Starring: Natalie Portman, Hugo Weaving, Stephen Rea, Stephen Fry, John Hurt
Director: James McTeigue
Run time: 2 hours, 13 minutes
MPAA rating: R

Chancellor Adam Sutler (John Hurt) rules the country by fear alone, banning the Koran, turning homosexuals and Muslims into scapegoats, and suggesting Hitler at his most hysterical. His chief cheerleader is Lewis Prothero, “the voice of London” (Roger Allam), who suggests an unholy, British-accented mixture of several right-wing American talk-show hosts.

Evey’s life changes forever one night when a masked avenger, known as “V” (Hugo Weaving), saves her from gang rape. Later she helps him complete an act of terrorism against the government, and he brings her home to his “Phantom”-style underground lair. But she can’t go along with his habit of killing off the people he despises, and she flinches when he assigns her to help him with an assassination.
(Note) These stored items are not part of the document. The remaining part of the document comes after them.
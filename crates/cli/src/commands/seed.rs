use crate::commands::CommandResult;
use tripflow_core::config::{AppConfig, LoadOptions};
use tripflow_db::{connect, migrations, seed_demo_data, SeedSummary};

pub fn run() -> CommandResult {
    let config = match AppConfig::load(LoadOptions::default()) {
        Ok(config) => config,
        Err(error) => {
            return CommandResult::failure(
                "seed",
                "config_validation",
                format!("configuration issue: {error}"),
                2,
            );
        }
    };

    let runtime = match tokio::runtime::Builder::new_current_thread().enable_all().build() {
        Ok(runtime) => runtime,
        Err(error) => {
            return CommandResult::failure(
                "seed",
                "runtime_init",
                format!("failed to initialize async runtime: {error}"),
                3,
            );
        }
    };

    let result = runtime.block_on(async {
        let pool = connect(&config.database)
            .await
            .map_err(|error| ("db_connectivity", error.to_string(), 4u8))?;

        migrations::run_pending(&pool)
            .await
            .map_err(|error| ("migration", error.to_string(), 5u8))?;

        let summary = seed_demo_data(&pool)
            .await
            .map_err(|error| ("seed_execution", error.to_string(), 6u8))?;

        pool.close().await;
        Ok::<SeedSummary, (&'static str, String, u8)>(summary)
    });

    match result {
        Ok(summary) => CommandResult::success("seed", summary_message(&summary)),
        Err((error_class, message, exit_code)) => {
            CommandResult::failure("seed", error_class, message, exit_code)
        }
    }
}

fn summary_message(summary: &SeedSummary) -> String {
    format!(
        "demo dataset loaded: {} users, {} receipt types, demo request {}",
        summary.users,
        summary.receipt_types,
        if summary.demo_request_created { "created" } else { "already present" },
    )
}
Of course she can’t go back to her old life, so she moves in with a closeted-gay television personality, Deitrich (Stephen Fry), who reminds her of the qualities she admires in “V.” When Deitrich goes too far, outrageously mocking Sutler on his television show, she wonders if everything’s a joke to him.

“Only things that matter,” he replies before he’s hauled away by Sutler’s storm troopers. Fry, who once played Oscar Wilde, gives the line a fetchingly classical spin. Weaving does the same for the Shakespearean quotes “V” sprinkles throughout his scenes.
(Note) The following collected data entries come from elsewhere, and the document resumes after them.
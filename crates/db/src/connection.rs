use std::time::Duration;

use sqlx::sqlite::SqlitePoolOptions;
use tripflow_core::config::DatabaseConfig;

pub type DbPool = sqlx::SqlitePool;

/// Opens the workflow database described by the config section.
pub async fn connect(config: &DatabaseConfig) -> Result<DbPool, sqlx::Error> {
    connect_with_settings(&config.url, config.max_connections, config.timeout_secs).await
}

/// Pool tuned for the request/route/receipt tables: foreign keys enforce
/// the route and receipt cascades, WAL keeps review-queue reads open while
/// a transition commits, and the busy timeout tracks the configured
/// acquire timeout so lock waits and pool waits give up together.
pub async fn connect_with_settings(
    database_url: &str,
    max_connections: u32,
    timeout_secs: u64,
) -> Result<DbPool, sqlx::Error> {
    let busy_timeout_ms = timeout_secs.clamp(1, 60) * 1_000;
    SqlitePoolOptions::new()
        .max_connections(max_connections.max(1))
        .acquire_timeout(Duration::from_secs(timeout_secs.max(1)))
        .after_connect(move |conn, _meta| {
            Box::pin(async move {
                sqlx::query("PRAGMA foreign_keys = ON").execute(&mut *conn).await?;
                sqlx::query("PRAGMA journal_mode = WAL").execute(&mut *conn).await?;
                sqlx::query(&format!("PRAGMA busy_timeout = {busy_timeout_ms}"))
                    .execute(&mut *conn)
                    .await?;
                Ok(())
            })
        })
        .connect(database_url)
        .await
}

#[cfg(test)]
mod tests {
    use tripflow_core::config::DatabaseConfig;

    use super::{connect, connect_with_settings};

    #[tokio::test]
    async fn busy_timeout_tracks_the_acquire_timeout() {
        let pool = connect_with_settings("sqlite::memory:", 1, 7).await.expect("connect");

        let busy_timeout: i64 = sqlx::query_scalar("PRAGMA busy_timeout")
            .fetch_one(&pool)
            .await
            .expect("read pragma");
        assert_eq!(busy_timeout, 7_000);

        let foreign_keys: i64 = sqlx::query_scalar("PRAGMA foreign_keys")
            .fetch_one(&pool)
            .await
            .expect("read pragma");
        assert_eq!(foreign_keys, 1);
    }

    #[tokio::test]
    async fn connect_uses_the_database_config_section() {
        let config = DatabaseConfig {
            url: "sqlite::memory:".to_string(),
            max_connections: 1,
            timeout_secs: 3,
        };
        let pool = connect(&config).await.expect("connect");

        let busy_timeout: i64 = sqlx::query_scalar("PRAGMA busy_timeout")
            .fetch_one(&pool)
            .await
            .expect("read pragma");
        assert_eq!(busy_timeout, 3_000);
    }
}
At moments like these, “V for Vendetta” soars. Unfortunately, after Deitrich disappears from the picture, the movie loses much of its momentum and goes off in several directions at once. It tries to accommodate too many narratives, including back stories for “V” and Evey, and a tragic lesbian romance that might have been quite affecting if it didn’t seem like a detour.
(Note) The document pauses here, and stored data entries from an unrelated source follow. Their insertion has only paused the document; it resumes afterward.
//! Demo dataset for local environments and end-to-end checks.

use chrono::{NaiveDate, NaiveTime};
use rust_decimal::Decimal;
use serde::{Deserialize, Serialize};

use tripflow_core::domain::request::RequestStatus;
use tripflow_core::domain::route::Route;
use tripflow_core::domain::user::{Role, User, UserId};
use tripflow_core::itinerary;

use crate::connection::DbPool;
use crate::repositories::{
    NewTravelRequest, RepositoryError, RequestRepository, SqlRequestRepository, SqlUserRepository,
    UserRepository,
};

struct SeedUser {
    id: i64,
    name: &'static str,
    email: &'static str,
    role: Role,
}

/// One account per workflow role, so every screen of the flow can be
/// exercised right after seeding.
const SEED_USERS: &[SeedUser] = &[
    SeedUser { id: 1, name: "Ana Torres", email: "ana.torres@example.com", role: Role::Applicant },
    SeedUser {
        id: 2,
        name: "Viajes Centrales",
        email: "agency@example.com",
        role: Role::TravelAgency,
    },
    SeedUser {
        id: 3,
        name: "Pedro Lima",
        email: "pedro.lima@example.com",
        role: Role::AccountsPayable,
    },
    SeedUser {
        id: 4,
        name: "Nadia Kaur",
        email: "nadia.kaur@example.com",
        role: Role::AuthorizerN1,
    },
    SeedUser {
        id: 5,
        name: "Miguel Ortiz",
        email: "miguel.ortiz@example.com",
        role: Role::AuthorizerN2,
    },
    SeedUser { id: 6, name: "Root Admin", email: "admin@example.com", role: Role::Admin },
];

const SEED_RECEIPT_TYPES: &[&str] = &["Ground transport", "Hotel", "Meals", "Other", "Plane fare"];

#[derive(Clone, Debug, PartialEq, Eq, Serialize, Deserialize)]
pub struct SeedSummary {
    pub users: usize,
    pub receipt_types: usize,
    pub demo_request_created: bool,
}

fn demo_routes() -> Vec<Route> {
    let date = |y, m, d| NaiveDate::from_ymd_opt(y, m, d);
    let time = |h, m| NaiveTime::from_hms_opt(h, m, 0);

    vec![
        Route {
            router_index: 0,
            origin_country: "Mexico".to_string(),
            origin_city: "Monterrey".to_string(),
            destination_country: "Germany".to_string(),
            destination_city: "Berlin".to_string(),
            beginning_date: date(2026, 9, 7).unwrap_or_default(),
            beginning_time: time(9, 30).unwrap_or_default(),
            ending_date: date(2026, 9, 8).unwrap_or_default(),
            ending_time: time(11, 0).unwrap_or_default(),
            plane_needed: true,
            hotel_needed: true,
        },
        Route {
            router_index: 1,
            origin_country: "Germany".to_string(),
            origin_city: "Berlin".to_string(),
            destination_country: "Mexico".to_string(),
            destination_city: "Monterrey".to_string(),
            beginning_date: date(2026, 9, 12).unwrap_or_default(),
            beginning_time: time(14, 0).unwrap_or_default(),
            ending_date: date(2026, 9, 13).unwrap_or_default(),
            ending_time: time(6, 45).unwrap_or_default(),
            plane_needed: true,
            hotel_needed: false,
        },
    ]
}

/// Seeds the demo dataset. Safe to run repeatedly; users are upserted,
/// receipt types are inserted once, and the demo request is only created on
/// an empty request table.
pub async fn seed_demo_data(pool: &DbPool) -> Result<SeedSummary, RepositoryError> {
    let users = SqlUserRepository::new(pool.clone());
    for seed in SEED_USERS {
        users
            .upsert(User {
                id: UserId(seed.id),
                name: seed.name.to_string(),
                email: seed.email.to_string(),
                role: seed.role,
            })
            .await?;
    }

    for name in SEED_RECEIPT_TYPES {
        sqlx::query("INSERT OR IGNORE INTO receipt_type (name) VALUES (?)")
            .bind(name)
            .execute(pool)
            .await?;
    }

    let existing: i64 = sqlx::query_scalar("SELECT COUNT(*) FROM request").fetch_one(pool).await?;
    let demo_request_created = existing == 0;
    if demo_request_created {
        let routes = demo_routes();
        let trip_days = itinerary::trip_days(&routes);
        let requests = SqlRequestRepository::new(pool.clone());
        requests
            .create(NewTravelRequest {
                owner: UserId(1),
                status: RequestStatus::FirstRevision,
                notes: "Berlin partner onboarding".to_string(),
                requested_fee: Decimal::new(185_000, 2),
                trip_days,
                routes,
            })
            .await?;
    }

    Ok(SeedSummary {
        users: SEED_USERS.len(),
        receipt_types: SEED_RECEIPT_TYPES.len(),
        demo_request_created,
    })
}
The Wachowski brothers, who co-directed one memorable lesbian film (“Bound”) as well as “The Matrix” (and its unfortunate sequels), wrote “V” but handed over the directing reins this time to James McTeigue (who did assistant-director work on all three “Matrix” films). He handles the actors well, especially Portman, Fry and Stephen Rea (as an obsessed cop), and he provides some “Matrix”-style kicks, especially during the slow-motion finale.

He’s perhaps most successful at suggesting an Orwellian world of never-ending war, government-controlled news and pointless confrontation, in which people are “afraid all the time.”